> _YOUR INSTRUCTIONS_
The answer must consist of each line of the records below that contains the string "without".

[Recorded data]
+ + + + + + +
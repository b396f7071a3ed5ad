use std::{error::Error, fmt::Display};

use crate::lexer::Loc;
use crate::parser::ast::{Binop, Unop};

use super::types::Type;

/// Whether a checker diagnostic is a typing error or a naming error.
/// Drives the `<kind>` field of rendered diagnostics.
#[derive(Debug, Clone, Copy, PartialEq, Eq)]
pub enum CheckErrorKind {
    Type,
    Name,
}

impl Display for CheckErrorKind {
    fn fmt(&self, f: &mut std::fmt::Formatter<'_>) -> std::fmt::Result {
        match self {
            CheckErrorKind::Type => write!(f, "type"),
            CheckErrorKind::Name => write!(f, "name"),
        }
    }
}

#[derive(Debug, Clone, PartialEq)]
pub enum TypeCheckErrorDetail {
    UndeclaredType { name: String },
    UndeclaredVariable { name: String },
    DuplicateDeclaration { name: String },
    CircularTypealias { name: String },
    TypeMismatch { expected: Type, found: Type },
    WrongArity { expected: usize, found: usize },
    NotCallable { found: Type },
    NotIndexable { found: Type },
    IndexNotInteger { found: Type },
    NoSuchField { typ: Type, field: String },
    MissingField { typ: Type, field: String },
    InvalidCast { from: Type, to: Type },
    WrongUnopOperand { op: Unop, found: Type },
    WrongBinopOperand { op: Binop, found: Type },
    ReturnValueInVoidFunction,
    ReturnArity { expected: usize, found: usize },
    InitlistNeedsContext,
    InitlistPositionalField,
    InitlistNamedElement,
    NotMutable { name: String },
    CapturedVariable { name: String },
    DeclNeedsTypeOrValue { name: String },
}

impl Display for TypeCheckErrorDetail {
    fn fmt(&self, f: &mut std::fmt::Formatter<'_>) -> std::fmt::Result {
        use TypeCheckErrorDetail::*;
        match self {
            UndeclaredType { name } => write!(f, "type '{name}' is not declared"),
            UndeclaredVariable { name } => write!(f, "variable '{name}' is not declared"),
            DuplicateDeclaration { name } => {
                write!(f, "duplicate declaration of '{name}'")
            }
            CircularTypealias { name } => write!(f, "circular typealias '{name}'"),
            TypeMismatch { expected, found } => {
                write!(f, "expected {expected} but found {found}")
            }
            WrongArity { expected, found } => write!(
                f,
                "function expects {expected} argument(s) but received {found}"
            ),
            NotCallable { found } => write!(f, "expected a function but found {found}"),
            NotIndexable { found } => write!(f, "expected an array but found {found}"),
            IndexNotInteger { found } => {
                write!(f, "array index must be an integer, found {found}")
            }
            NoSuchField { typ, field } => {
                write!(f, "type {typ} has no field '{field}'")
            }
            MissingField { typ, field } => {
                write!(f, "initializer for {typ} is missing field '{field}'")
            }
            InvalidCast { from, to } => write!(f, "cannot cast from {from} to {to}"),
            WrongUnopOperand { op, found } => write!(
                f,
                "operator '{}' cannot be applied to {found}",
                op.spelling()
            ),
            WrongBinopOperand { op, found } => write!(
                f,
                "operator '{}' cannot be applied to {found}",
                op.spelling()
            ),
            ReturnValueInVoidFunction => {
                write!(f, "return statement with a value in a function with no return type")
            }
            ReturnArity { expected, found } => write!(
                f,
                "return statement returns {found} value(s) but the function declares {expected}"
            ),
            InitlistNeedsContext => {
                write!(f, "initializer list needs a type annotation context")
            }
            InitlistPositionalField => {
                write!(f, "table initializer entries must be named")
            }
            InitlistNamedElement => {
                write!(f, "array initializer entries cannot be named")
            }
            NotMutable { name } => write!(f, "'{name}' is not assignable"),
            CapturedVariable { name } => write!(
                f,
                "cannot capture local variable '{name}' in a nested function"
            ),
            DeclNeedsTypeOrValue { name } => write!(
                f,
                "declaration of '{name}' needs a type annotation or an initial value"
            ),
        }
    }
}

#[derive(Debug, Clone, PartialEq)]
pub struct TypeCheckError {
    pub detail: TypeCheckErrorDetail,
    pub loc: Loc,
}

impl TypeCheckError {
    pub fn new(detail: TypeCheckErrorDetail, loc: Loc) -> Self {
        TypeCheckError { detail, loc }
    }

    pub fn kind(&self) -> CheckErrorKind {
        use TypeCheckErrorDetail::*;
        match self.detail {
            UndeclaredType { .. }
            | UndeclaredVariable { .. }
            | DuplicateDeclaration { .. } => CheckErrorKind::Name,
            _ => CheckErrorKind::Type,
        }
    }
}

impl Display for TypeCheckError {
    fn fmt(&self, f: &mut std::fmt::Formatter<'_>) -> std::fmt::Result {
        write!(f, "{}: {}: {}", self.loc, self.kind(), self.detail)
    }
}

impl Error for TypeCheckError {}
+ + + + + + +
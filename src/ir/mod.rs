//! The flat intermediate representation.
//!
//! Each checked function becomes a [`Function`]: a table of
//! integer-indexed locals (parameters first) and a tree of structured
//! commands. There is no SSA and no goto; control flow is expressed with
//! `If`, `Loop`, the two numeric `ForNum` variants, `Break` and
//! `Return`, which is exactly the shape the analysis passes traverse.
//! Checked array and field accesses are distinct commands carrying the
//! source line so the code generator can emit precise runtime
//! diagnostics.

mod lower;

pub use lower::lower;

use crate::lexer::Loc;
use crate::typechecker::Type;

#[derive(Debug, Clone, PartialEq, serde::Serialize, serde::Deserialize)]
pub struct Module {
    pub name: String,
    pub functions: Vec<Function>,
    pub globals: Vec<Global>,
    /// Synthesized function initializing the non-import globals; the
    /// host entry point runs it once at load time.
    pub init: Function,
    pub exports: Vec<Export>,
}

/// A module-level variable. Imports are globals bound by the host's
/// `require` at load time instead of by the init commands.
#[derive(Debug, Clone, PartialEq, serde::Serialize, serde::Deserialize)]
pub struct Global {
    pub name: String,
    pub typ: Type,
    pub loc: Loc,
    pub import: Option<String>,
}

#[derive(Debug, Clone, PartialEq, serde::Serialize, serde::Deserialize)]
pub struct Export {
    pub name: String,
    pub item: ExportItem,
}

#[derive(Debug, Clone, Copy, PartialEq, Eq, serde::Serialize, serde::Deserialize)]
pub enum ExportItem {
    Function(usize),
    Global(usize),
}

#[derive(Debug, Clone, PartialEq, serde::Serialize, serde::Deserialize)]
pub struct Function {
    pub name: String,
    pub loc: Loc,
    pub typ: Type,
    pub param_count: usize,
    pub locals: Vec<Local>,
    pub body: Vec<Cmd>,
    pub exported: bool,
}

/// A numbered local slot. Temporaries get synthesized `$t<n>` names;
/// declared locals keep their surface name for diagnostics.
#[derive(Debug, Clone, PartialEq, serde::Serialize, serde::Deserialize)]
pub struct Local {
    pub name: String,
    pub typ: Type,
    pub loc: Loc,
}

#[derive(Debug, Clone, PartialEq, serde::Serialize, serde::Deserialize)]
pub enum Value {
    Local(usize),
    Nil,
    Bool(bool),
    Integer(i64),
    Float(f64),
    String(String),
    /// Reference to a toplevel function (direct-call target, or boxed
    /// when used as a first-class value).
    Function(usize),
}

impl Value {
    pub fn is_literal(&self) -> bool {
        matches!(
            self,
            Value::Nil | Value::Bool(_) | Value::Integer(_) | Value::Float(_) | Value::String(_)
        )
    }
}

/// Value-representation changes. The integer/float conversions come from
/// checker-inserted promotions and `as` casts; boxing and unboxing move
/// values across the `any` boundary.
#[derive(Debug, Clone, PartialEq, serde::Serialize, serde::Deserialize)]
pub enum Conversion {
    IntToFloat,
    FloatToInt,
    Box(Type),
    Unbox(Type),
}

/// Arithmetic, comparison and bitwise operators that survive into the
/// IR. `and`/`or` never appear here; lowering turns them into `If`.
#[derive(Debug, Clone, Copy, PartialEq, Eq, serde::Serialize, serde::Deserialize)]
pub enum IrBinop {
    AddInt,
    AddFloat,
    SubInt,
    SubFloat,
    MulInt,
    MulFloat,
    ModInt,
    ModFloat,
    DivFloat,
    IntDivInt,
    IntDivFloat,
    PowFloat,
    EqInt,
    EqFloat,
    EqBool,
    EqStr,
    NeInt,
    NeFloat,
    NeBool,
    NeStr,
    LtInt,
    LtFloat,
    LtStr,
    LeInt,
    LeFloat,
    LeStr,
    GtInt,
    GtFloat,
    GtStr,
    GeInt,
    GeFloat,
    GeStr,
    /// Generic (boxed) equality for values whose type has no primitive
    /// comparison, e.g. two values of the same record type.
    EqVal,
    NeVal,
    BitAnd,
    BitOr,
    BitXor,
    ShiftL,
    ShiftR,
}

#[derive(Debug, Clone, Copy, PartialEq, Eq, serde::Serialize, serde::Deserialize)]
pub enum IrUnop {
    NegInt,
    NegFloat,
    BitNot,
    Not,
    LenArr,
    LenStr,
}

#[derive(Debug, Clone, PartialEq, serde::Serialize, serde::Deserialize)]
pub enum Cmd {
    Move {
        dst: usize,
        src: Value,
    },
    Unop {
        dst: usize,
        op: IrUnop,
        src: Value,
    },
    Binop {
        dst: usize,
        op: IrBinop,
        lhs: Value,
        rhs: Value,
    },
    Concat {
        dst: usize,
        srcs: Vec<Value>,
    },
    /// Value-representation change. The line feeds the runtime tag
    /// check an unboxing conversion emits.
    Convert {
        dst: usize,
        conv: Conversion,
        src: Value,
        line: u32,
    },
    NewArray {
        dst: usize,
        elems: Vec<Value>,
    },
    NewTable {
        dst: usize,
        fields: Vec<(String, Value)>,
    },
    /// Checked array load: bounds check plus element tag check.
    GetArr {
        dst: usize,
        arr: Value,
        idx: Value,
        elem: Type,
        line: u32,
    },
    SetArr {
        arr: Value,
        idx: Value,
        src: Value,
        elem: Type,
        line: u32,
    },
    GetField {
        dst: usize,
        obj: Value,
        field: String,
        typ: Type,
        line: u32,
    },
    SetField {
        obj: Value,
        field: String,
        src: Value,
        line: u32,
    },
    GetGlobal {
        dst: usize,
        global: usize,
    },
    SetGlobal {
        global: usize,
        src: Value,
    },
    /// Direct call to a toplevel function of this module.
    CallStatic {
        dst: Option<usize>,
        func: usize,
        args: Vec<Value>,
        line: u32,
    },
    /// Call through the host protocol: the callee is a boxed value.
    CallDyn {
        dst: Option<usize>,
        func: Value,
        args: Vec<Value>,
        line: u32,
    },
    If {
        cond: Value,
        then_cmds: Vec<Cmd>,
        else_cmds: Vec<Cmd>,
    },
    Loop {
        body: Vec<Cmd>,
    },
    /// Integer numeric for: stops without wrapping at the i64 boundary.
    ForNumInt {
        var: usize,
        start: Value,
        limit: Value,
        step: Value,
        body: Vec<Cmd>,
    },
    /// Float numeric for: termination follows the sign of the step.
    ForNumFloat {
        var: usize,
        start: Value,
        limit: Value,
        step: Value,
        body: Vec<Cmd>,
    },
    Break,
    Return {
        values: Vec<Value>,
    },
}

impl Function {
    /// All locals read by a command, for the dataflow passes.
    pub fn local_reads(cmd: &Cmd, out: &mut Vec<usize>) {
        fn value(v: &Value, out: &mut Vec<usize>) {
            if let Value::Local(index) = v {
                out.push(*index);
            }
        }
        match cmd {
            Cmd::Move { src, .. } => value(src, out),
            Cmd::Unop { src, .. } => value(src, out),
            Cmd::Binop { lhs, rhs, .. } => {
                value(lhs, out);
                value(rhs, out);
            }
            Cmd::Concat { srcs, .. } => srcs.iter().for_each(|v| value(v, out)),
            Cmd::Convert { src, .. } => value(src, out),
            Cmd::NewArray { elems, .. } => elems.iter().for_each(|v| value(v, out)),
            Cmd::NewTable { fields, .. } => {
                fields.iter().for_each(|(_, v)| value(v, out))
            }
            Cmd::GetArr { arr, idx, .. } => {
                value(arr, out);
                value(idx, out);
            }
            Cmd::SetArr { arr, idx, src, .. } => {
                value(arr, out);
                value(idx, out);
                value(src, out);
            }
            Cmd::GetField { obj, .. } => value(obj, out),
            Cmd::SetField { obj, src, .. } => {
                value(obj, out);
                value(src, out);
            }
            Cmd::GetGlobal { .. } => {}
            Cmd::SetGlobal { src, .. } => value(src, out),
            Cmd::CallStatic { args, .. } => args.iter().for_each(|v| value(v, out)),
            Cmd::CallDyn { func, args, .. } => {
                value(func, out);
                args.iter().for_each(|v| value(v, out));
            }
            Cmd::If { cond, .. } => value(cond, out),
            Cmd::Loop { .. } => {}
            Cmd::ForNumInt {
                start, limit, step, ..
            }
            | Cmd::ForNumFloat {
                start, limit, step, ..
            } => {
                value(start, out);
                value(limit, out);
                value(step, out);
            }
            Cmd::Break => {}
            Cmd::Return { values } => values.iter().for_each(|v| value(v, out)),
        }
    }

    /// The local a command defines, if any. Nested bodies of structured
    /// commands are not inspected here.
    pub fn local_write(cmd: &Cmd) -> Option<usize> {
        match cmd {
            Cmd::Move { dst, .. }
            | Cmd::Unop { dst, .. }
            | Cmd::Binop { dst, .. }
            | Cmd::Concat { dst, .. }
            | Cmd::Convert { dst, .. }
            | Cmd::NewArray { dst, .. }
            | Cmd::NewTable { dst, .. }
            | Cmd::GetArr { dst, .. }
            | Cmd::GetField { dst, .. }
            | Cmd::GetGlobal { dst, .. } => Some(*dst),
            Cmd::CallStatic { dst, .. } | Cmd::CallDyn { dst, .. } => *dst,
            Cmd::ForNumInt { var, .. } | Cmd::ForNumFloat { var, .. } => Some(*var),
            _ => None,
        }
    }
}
+ + + + + + +
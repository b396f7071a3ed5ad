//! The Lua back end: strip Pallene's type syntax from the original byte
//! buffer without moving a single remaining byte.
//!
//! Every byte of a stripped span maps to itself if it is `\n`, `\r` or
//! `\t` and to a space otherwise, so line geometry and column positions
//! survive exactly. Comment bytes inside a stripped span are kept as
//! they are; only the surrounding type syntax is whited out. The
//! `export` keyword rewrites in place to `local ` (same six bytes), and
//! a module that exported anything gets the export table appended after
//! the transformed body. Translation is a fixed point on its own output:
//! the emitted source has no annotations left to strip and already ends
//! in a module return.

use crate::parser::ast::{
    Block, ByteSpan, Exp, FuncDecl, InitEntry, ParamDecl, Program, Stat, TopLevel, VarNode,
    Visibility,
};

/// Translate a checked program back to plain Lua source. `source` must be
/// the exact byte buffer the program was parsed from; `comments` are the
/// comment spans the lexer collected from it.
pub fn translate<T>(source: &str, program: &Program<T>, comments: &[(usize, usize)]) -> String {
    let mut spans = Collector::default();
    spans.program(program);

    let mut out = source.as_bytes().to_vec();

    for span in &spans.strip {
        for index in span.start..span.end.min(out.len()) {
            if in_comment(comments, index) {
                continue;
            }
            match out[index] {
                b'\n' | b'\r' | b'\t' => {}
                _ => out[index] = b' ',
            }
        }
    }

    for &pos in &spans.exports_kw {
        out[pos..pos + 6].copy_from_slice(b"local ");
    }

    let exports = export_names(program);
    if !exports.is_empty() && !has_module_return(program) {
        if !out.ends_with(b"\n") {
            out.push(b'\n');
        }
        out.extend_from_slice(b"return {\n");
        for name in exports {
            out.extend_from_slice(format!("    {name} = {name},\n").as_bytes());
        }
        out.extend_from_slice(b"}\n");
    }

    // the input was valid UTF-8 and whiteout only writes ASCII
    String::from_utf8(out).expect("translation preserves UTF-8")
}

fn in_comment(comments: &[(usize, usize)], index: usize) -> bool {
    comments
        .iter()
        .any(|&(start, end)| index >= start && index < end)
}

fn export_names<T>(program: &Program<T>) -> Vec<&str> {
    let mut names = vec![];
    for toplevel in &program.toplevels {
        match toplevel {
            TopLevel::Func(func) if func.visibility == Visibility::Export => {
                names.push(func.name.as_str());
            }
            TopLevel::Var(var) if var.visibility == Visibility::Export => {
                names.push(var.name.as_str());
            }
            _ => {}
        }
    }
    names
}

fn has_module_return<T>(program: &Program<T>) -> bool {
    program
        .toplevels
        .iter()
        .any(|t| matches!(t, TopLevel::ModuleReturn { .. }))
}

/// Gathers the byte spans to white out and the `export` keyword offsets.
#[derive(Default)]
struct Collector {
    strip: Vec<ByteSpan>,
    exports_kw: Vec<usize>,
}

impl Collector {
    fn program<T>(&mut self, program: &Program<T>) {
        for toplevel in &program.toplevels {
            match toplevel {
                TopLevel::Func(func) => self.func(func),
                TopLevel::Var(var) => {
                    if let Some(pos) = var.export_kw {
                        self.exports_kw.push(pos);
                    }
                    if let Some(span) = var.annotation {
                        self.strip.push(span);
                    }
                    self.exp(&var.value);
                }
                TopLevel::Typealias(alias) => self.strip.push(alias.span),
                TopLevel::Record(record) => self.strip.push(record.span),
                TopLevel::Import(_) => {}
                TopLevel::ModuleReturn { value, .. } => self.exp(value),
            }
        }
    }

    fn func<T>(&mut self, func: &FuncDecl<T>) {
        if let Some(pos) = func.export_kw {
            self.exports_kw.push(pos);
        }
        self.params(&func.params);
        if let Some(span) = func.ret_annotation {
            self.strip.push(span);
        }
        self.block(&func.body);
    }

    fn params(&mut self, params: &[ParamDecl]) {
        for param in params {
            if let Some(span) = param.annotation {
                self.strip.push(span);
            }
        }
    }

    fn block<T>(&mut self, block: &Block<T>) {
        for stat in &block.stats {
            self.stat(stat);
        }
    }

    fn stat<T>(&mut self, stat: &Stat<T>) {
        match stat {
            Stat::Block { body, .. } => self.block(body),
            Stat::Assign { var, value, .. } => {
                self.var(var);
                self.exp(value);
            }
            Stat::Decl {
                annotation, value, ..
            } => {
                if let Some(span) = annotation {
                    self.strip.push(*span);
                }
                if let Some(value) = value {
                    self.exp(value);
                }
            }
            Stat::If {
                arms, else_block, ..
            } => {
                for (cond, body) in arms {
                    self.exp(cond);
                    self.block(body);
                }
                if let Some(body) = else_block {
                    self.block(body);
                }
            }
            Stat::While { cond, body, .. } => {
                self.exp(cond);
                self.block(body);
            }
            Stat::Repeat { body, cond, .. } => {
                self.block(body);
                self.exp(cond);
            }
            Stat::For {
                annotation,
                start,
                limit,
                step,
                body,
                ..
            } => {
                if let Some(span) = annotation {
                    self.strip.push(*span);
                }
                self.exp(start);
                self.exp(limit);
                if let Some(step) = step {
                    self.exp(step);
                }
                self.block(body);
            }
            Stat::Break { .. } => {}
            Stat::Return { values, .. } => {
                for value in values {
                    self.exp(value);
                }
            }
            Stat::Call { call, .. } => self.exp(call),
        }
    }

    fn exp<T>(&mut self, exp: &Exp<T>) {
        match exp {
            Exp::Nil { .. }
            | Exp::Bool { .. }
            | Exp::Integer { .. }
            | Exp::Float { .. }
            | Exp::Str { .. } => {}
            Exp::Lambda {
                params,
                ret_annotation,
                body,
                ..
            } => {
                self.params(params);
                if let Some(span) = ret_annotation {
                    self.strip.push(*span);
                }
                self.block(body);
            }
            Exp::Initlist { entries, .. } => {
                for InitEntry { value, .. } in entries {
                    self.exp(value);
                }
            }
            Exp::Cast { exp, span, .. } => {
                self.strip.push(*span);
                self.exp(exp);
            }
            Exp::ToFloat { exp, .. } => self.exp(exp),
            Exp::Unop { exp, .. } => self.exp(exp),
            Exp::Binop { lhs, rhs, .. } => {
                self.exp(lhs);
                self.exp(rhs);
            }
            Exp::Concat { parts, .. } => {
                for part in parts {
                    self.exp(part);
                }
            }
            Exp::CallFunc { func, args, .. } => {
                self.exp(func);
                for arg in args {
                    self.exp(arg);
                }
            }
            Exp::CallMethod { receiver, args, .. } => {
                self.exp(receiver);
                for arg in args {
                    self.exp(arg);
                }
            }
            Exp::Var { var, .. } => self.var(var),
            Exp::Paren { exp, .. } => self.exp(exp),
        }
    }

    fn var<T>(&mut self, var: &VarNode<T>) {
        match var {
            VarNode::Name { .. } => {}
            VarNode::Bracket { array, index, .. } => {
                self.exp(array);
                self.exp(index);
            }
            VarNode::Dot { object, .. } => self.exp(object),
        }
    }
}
+ + + + + + +
> _RESPONSE BELOW_
    /// Integer numeric for: stops without wrapping at the i64 boundary.
//! buffer without moving a single remaining byte.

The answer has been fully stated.